Oil community leaders, youth and women leaders, the academia, environmental and rights activists and the media participated in the forum.
The forum, facilitated by the Environmental Rights Action Friends of the Earth Nigeria, ERA/FoEN, was held in Yenagoa.
They urged the Federal Government to compel IOCs operating in the region to honour the Memorandum of Understanding (MoU), the Global Memorandum of Understandings (GMoUs) and other agreements entered into with the communities.
They argued that while global divestment advocacy was driven by the quest for cleaner energy sources, the same cannot be said of IOCs who merely abandoned polluted sites to deep sea fields, to escape scrutiny of their operations.
The stakeholders said that the call became imperative following the divestment by the IOCs who, they said abdicated their social obligations to their host communities as spelt out in the MoUs and GMOUs.
They held that there was need for a better understanding and deepened community engagements on the global environmental justice and community definitions of divestments vis-a-vis the model adopted by the IOCs in the Niger Delta.
The stakeholders also observed that members of the community had suffered exclusion in the divestment process, which largely had divided the communities and weakened local struggles for environmental justice.
According to them, there was need to integrate the communities to make them the central focus of the ongoing divestment process.
They claimed that there was complicit silence by the Nigerian state and the regulatory agencies as IOCs dictated the terms of their divestment.
“Decision making on the divestment process and other matters relevant to the local communities in the Niger Delta, the IOCs and Nigerian government had excluded the communities.

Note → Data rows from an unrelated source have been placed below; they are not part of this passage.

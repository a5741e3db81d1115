use anyhow::Result;
use chrono::{Duration, Utc};
use jsonwebtoken::{decode, encode, DecodingKey, EncodingKey, Header, Validation};
use serde::{Deserialize, Serialize};
use uuid::Uuid;

/// Lifetime of the token carried in the session cookie.
const SESSION_HOURS: i64 = 24;

#[derive(Debug, Serialize, Deserialize)]
pub struct Claims {
    pub sub: Uuid,
    pub exp: i64,
    pub iat: i64,
}

pub fn create_token(user_id: Uuid, secret: &str) -> Result<String> {
    let now = Utc::now();
    let claims = Claims {
        sub: user_id,
        exp: (now + Duration::hours(SESSION_HOURS)).timestamp(),
        iat: now.timestamp(),
    };
    Ok(encode(
        &Header::default(),
        &claims,
        &EncodingKey::from_secret(secret.as_ref()),
    )?)
}

pub fn decode_token(token: &str, secret: &str) -> Result<Claims> {
    let data = decode::<Claims>(
        token,
        &DecodingKey::from_secret(secret.as_ref()),
        &Validation::default(),
    )?;
    Ok(data.claims)
}
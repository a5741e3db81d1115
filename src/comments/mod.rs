use serde::{Deserialize, Serialize};
use uuid::Uuid;
use validator::Validate;

use crate::posts::PostAuthor;

pub mod handler;

#[derive(Debug, Serialize, Deserialize, sqlx::FromRow)]
pub struct Comment {
    pub id: Uuid,
    pub post_id: Uuid,
    pub author_id: Uuid,
    pub text: String,
    pub created_at: chrono::DateTime<chrono::Utc>,
}

#[derive(Debug, Deserialize, Validate)]
pub struct CreateComment {
    #[validate(length(
        min = 1,
        max = 10000,
        message = "Comment must be between 1 and 10000 characters"
    ))]
    pub text: String,
}

#[derive(Debug, Serialize)]
pub struct CommentResponse {
    pub id: Uuid,
    pub post_id: Uuid,
    pub author: PostAuthor,
    pub text: String,
    pub created_at: chrono::DateTime<chrono::Utc>,
}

“There is the need for the IOCs to decommission their toxic assets and carry out remedial actions monitored by independent bodies and civil societies in the communities.
“There is the need for de-militarisation of the Niger Delta communities that are legitimately agitating for a safe environment for their development.
“The oil and gas companies in Nigeria should be held liable for nearly six decades of ecocide in the Niger Delta as precursor to remedial actions and compensation.
“The Domestic Oil Companies (DOCs) had inherited and continued the tradition of impunity and lack of accountability to local communities,” the Communique read in part.
In his remarks, the Executive Director of ERA/FoEN Mr Chima Williams, said that divestment had become a major issue as the oil majors abandoned their toxic onshore facilities for offshore to evade monitoring.
He said that the exclusion of communities and community concerns in the divestment discourse motivated ERA/FoEN to facilitate the dialogue.
Prof. Teddy Adias, Vice Chancellor, Federal University Otuoke, Bayelsa, and Prof. Sofiri Joab-Peterside, a Sociology Lecturer at University of Port Harcourt, shared their perspectives on divestment to kick start the dialogue.